I'd prefer if dynamic languages would converge to gradual typing support, and static languages to gradual dynamic support. TypeScript is an example of the later, and PHP of the former.

You perhaps know, but I believe one should prefer the "unknown" type in TypeScript in such scenarios. Of course, then you need to check what its type actually is to make use of it, but this time TS checks that you do.

Btw, the equivalent in Python (and MyPy/pyright) is object.

> I tried at some point to use Rust for an API but then I depended on making calls to a very complex API. In JavaScript I would have just gotten back a complex object where I can then pick whatever I want progressively through object access methods. In Rust I ended up with more than 500 lines of type definition for the API and it still wasn't enough so I gave up.

You can always deserialize things as `serde_json::Value` instead of making types for everything to get similar behavior out of Rust.

The perceived difficulty of static typing depends on the type system itself. For example, there was a version of Swift where it became extremely painful to work with String and Substring, or Array and ArraySlice, which you’d intuitively just pass around whenever you’re making smaller pieces of collections but which the compiler complained about during type-checking when you are substituting one type for another. They solved the problem by just defining a protocol such as StringProtocol (and just reusing Sequence for arrays I think) and using that protocol wherever parameters are passed around, so it became possible again to swap those types for each other.

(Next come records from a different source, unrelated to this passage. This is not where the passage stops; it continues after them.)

use std::sync::Arc;

use axum::{
    extract::{Extension, Path, State, Json},
    http::HeaderMap,
};
use axum_extra::TypedHeader;
use headers::{authorization::Bearer, Authorization};
use serde_json::{json, Value};
use tracing::debug;

use profile_cell::ProfileService;
use shared_config::AppConfig;
use shared_models::auth::{TokenResponse, User};
use shared_models::error::AppError;
use shared_models::role::Role;
use shared_utils::extractor::bearer_token;
use shared_utils::jwt::validate_token as decode_token;
use shared_utils::permissions::require_role;
use shared_utils::validation::validate_national_id;

use crate::models::{
    LoginRequest, RegisterAdministratorRequest, RegisterPatientRequest, RegisterSpecialistRequest,
};
use crate::services::{RegistrationService, SessionService};

// ==============================================================================
// TOKENS
// ==============================================================================

pub async fn validate_token(
    State(config): State<Arc<AppConfig>>,
    headers: HeaderMap,
) -> Result<Json<TokenResponse>, AppError> {
    debug!("Validating token");

    let token = bearer_token(&headers)?;
    let user = decode_token(token, &config.supabase_jwt_secret).map_err(AppError::Auth)?;

    Ok(Json(TokenResponse {
        valid: true,
        user_id: user.id,
        email: user.email,
        role: user.role,
    }))
}

pub async fn verify_token(
    State(config): State<Arc<AppConfig>>,
    headers: HeaderMap,
) -> Result<Json<Value>, AppError> {
    debug!("Verifying token");

    let token = bearer_token(&headers)?;
    let valid = decode_token(token, &config.supabase_jwt_secret).is_ok();

    Ok(Json(json!({ "valid": valid })))
}

// ==============================================================================
// REGISTRATION
// ==============================================================================

#[axum::debug_handler]
pub async fn register_patient(
    State(state): State<Arc<AppConfig>>,
    Json(request): Json<RegisterPatientRequest>,
) -> Result<Json<Value>, AppError> {
    let registration = RegistrationService::new(&state).register_patient(request).await?;
    Ok(Json(json!(registration)))
}

#[axum::debug_handler]
pub async fn register_specialist(
    State(state): State<Arc<AppConfig>>,
    Json(request): Json<RegisterSpecialistRequest>,
) -> Result<Json<Value>, AppError> {
    let registration = RegistrationService::new(&state).register_specialist(request).await?;
    Ok(Json(json!(registration)))
}

#[axum::debug_handler]
pub async fn register_administrator(
    State(state): State<Arc<AppConfig>>,
    TypedHeader(auth): TypedHeader<Authorization<Bearer>>,
    Extension(user): Extension<User>,
    Json(request): Json<RegisterAdministratorRequest>,
) -> Result<Json<Value>, AppError> {
    let role = ProfileService::new(&state).caller_role(&user.id, auth.token()).await?;
    require_role(role, &[Role::Administrator])?;

    let registration = RegistrationService::new(&state).register_administrator(request).await?;
    Ok(Json(json!(registration)))
}

#[axum::debug_handler]
pub async fn check_national_id(
    State(state): State<Arc<AppConfig>>,
    Path(dni): Path<String>,
) -> Result<Json<Value>, AppError> {
    validate_national_id(&dni).map_err(AppError::ValidationError)?;

    let exists = RegistrationService::new(&state).national_id_exists(&dni).await?;
    Ok(Json(json!({
        "dni": dni,
        "exists": exists
    })))
}

// ==============================================================================
// SESSION
// ==============================================================================

#[axum::debug_handler]
pub async fn login(
    State(state): State<Arc<AppConfig>>,
    Json(request): Json<LoginRequest>,
) -> Result<Json<Value>, AppError> {
    let session = SessionService::new(&state).login(request).await?;
    Ok(Json(json!(session)))
}

#[axum::debug_handler]
pub async fn logout(
    State(state): State<Arc<AppConfig>>,
    TypedHeader(auth): TypedHeader<Authorization<Bearer>>,
    Extension(user): Extension<User>,
) -> Result<Json<Value>, AppError> {
    SessionService::new(&state).logout(auth.token()).await?;
    debug!("User {} logged out", user.id);

    Ok(Json(json!({ "message": "Sesión cerrada" })))
}

#[axum::debug_handler]
pub async fn me(
    State(state): State<Arc<AppConfig>>,
    TypedHeader(auth): TypedHeader<Authorization<Bearer>>,
    Extension(user): Extension<User>,
) -> Result<Json<Value>, AppError> {
    let details = SessionService::new(&state).me(&user.id, auth.token()).await?;
    Ok(Json(details))
}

So then there’s more code for the language devs to write of course, but that’s just the cost of safety, which is highly desirable if you want the technology that you are building to be attractive for use in systems where correctness is critical, which also tend to be highly valuable. As a working professional it’s in my best economic interests to have such valuable tools in my skillset.

Elixir dev here, just to put the context in place first hehe.

Couldn’t that thing be typed as the web format? A nested set of string props with either string or number types in the leaves.

Then use those types to traverse and pull into «real» types?

I like to put structured data into structs in elixir too and the above is essentially what I would do in Elixir.

I don’t know rust well enough to see if I am missing some nuance

You can do that in every language, even in Java 1.0, by just using a hash maps of objects, and cast those objects to whatever you like at runtime before accessing them.

But then, you are basically throwing out your static type checks and just using it as a dynamic language, but with much more verbosity, cruft and additional ways to should yourself in the foot.

Yep. It’s awkward. The language fights you every step of the way and it becomes hard to read and write your code. x.foo = 6 becomes x.set(String(“foo”), Num(6));. When you read that value back you’ll need to unwrap the type you expect before you can do anything with it. It would be utterly miserable. You’d be much better off just using Python, JavaScript or Ruby.

You also lose all of the performance benefits typing brings, and gain nothing in return. In JavaScript land, V8 moves heaven and earth to guess what your types are and optimistically compile your code behind the scenes assuming its type annotations are correct. Then it dynamically deoptimises and reoptimises at runtime with that new information, while your program runs. As well as being ugly, the equivalent “dynamically typed” rust program would have none of V8’s smarts. It would run dog slow compared to normal rust and still way slower than the (much cleaner) JavaScript equivalent.

Like wood, programming languages all have a grain. If you program in harmony with the language’s design, everything will seem easy. Compiler errors make sense. The standard library will seem useful and well designed. Program against the language’s design and you’ll hate every minute of it.